In 1994, an indictment superseding the 1991 charges was filed accusing Merritt of 18 counts of forgery and grand theft in transactions with a dozen victims. As in the original indictment, Merritt pleaded not guilty.
Typical are counts involving Merritt’s dealings with Edermiro and Eddia Torres, who bought a home from Merritt in Carson--or thought they did.
According to the indictment, Edermiro Torres gave Merritt a $10,000 down payment, spent $30,000 to remodel the house, and made payments to Merritt of $970 per month.
But a year and a half later, when Torres tried to sell the house, he found that title to the property was in another person’s name.

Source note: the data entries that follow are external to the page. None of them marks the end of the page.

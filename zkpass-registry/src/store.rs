//! Key-value persistence behind the registry.
//!
//! All registry state is written through [`KvStore`]. The backend is chosen by
//! the caller: a process-local map for tests and ephemeral registries, or a
//! sled database for a registry that survives restarts. Multi-key updates go
//! through [`WriteBatch`] so a registration or admission lands atomically.

use std::{
    collections::BTreeMap,
    fs,
    path::Path,
    sync::{Arc, RwLock},
};

use sled::Db;

use crate::RegistryError;

#[derive(Clone)]
pub struct KvStore {
    backend: Arc<StoreBackend>,
}

enum StoreBackend {
    InMemory(RwLock<BTreeMap<Vec<u8>, Vec<u8>>>),
    Persistent(Db),
}

/// Ordered set of writes applied all-or-nothing.
#[derive(Debug, Default)]
pub struct WriteBatch {
    ops: Vec<(Vec<u8>, Vec<u8>)>,
}

impl WriteBatch {
    pub fn put(&mut self, key: impl Into<Vec<u8>>, value: impl Into<Vec<u8>>) {
        self.ops.push((key.into(), value.into()));
    }

    pub fn len(&self) -> usize {
        self.ops.len()
    }

    pub fn is_empty(&self) -> bool {
        self.ops.is_empty()
    }
}

impl KvStore {
    pub fn in_memory() -> Self {
        Self {
            backend: Arc::new(StoreBackend::InMemory(RwLock::new(BTreeMap::new()))),
        }
    }

    pub fn persistent(path: impl AsRef<Path>) -> Result<Self, RegistryError> {
        let path_ref = path.as_ref();
        if let Some(parent) = path_ref.parent() {
            if !parent.as_os_str().is_empty() {
                fs::create_dir_all(parent).map_err(|err| {
                    RegistryError::Store(format!(
                        "failed to create directory for registry db at {}: {err}",
                        path_ref.display()
                    ))
                })?;
            }
        }
        let db = sled::open(path_ref)?;
        Ok(Self::from_db(db))
    }

    /// Wrap an already opened database, e.g. a temporary one in tests.
    pub fn from_db(db: Db) -> Self {
        Self {
            backend: Arc::new(StoreBackend::Persistent(db)),
        }
    }

    pub fn is_persistent(&self) -> bool {
        matches!(&*self.backend, StoreBackend::Persistent(_))
    }

    pub fn get(&self, key: &[u8]) -> Result<Option<Vec<u8>>, RegistryError> {
        match &*self.backend {
            StoreBackend::InMemory(map) => Ok(map
                .read()
                .map_err(|_| poisoned())?
                .get(key)
                .cloned()),
            StoreBackend::Persistent(db) => Ok(db.get(key)?.map(|v| v.to_vec())),
        }
    }

    pub fn contains(&self, key: &[u8]) -> Result<bool, RegistryError> {
        match &*self.backend {
            StoreBackend::InMemory(map) => {
                Ok(map.read().map_err(|_| poisoned())?.contains_key(key))
            }
            StoreBackend::Persistent(db) => Ok(db.contains_key(key)?),
        }
    }

    /// All entries whose key starts with `prefix`, in key order.
    pub fn scan_prefix(&self, prefix: &[u8]) -> Result<Vec<(Vec<u8>, Vec<u8>)>, RegistryError> {
        match &*self.backend {
            StoreBackend::InMemory(map) => {
                let guard = map.read().map_err(|_| poisoned())?;
                Ok(guard
                    .range(prefix.to_vec()..)
                    .take_while(|(k, _)| k.starts_with(prefix))
                    .map(|(k, v)| (k.clone(), v.clone()))
                    .collect())
            }
            StoreBackend::Persistent(db) => db
                .scan_prefix(prefix)
                .map(|entry| {
                    entry
                        .map(|(k, v)| (k.to_vec(), v.to_vec()))
                        .map_err(RegistryError::from)
                })
                .collect(),
        }
    }

    pub fn apply(&self, batch: WriteBatch) -> Result<(), RegistryError> {
        match &*self.backend {
            StoreBackend::InMemory(map) => {
                let mut guard = map.write().map_err(|_| poisoned())?;
                for (key, value) in batch.ops {
                    guard.insert(key, value);
                }
                Ok(())
            }
            StoreBackend::Persistent(db) => {
                let mut sled_batch = sled::Batch::default();
                for (key, value) in batch.ops {
                    sled_batch.insert(key, value);
                }
                db.apply_batch(sled_batch)?;
                Ok(())
            }
        }
    }

    pub fn flush(&self) -> Result<(), RegistryError> {
        if let StoreBackend::Persistent(db) = &*self.backend {
            db.flush()?;
        }
        Ok(())
    }
}

fn poisoned() -> RegistryError {
    RegistryError::Store("in-memory store lock poisoned".into())
}

#[cfg(test)]
mod tests {
    use super::*;

    fn backends() -> Vec<KvStore> {
        let db = sled::Config::new().temporary(true).open().unwrap();
        vec![KvStore::in_memory(), KvStore::from_db(db)]
    }

    #[test]
    fn batch_writes_are_visible() {
        for store in backends() {
            let mut batch = WriteBatch::default();
            batch.put(b"a/1".to_vec(), b"one".to_vec());
            batch.put(b"a/2".to_vec(), b"two".to_vec());
            batch.put(b"b/1".to_vec(), b"other".to_vec());
            assert_eq!(batch.len(), 3);
            store.apply(batch).unwrap();

            assert_eq!(store.get(b"a/2").unwrap(), Some(b"two".to_vec()));
            assert!(store.contains(b"b/1").unwrap());
            assert!(!store.contains(b"c/1").unwrap());
        }
    }

    #[test]
    fn scan_prefix_is_ordered_and_bounded() {
        for store in backends() {
            let mut batch = WriteBatch::default();
            for key in ["n/3", "n/1", "m/9", "n/2", "o/0"] {
                batch.put(key.as_bytes().to_vec(), Vec::new());
            }
            store.apply(batch).unwrap();
            let keys: Vec<Vec<u8>> = store
                .scan_prefix(b"n/")
                .unwrap()
                .into_iter()
                .map(|(k, _)| k)
                .collect();
            assert_eq!(keys, vec![b"n/1".to_vec(), b"n/2".to_vec(), b"n/3".to_vec()]);
        }
    }

    #[test]
    fn later_writes_overwrite() {
        for store in backends() {
            let mut first = WriteBatch::default();
            first.put(b"k".to_vec(), b"1".to_vec());
            store.apply(first).unwrap();
            let mut second = WriteBatch::default();
            second.put(b"k".to_vec(), b"2".to_vec());
            store.apply(second).unwrap();
            assert_eq!(store.get(b"k").unwrap(), Some(b"2".to_vec()));
        }
    }
}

According to the indictment, Merritt told Torres there was no way to get his money back.
The case remains in limbo, since Merritt left the country.
By the fall of 1996, when Merritt fled, the separate arson inquiry was underway, and investigators seeking information about Wolf River found the firm operating in a large, otherwise vacant manufacturing complex, according to the Thornton affidavit.
On a return visit by investigators a short time later, Wolf River was gone and “the complex was completely occupied with other businesses,” the affidavit said.
But rather than seeking more upscale digs, Wolf River had set up shop in the chicken stand.
“That is not the normal way that a legitimate business conducts itself,” Thornton said. “It’s very clear that they don’t want anybody to know where they’re at.”
On a recent visit by a reporter to the stand, a counter worker said the operator, Hi Don Yang, was away in South Korea. But peering from behind a sign saying “Keys cut here” was Roberto Ricafort, identified in corporate records as Wolf River’s secretary and treasurer. Ricafort declined to be interviewed, however, and referred questions to Roberts.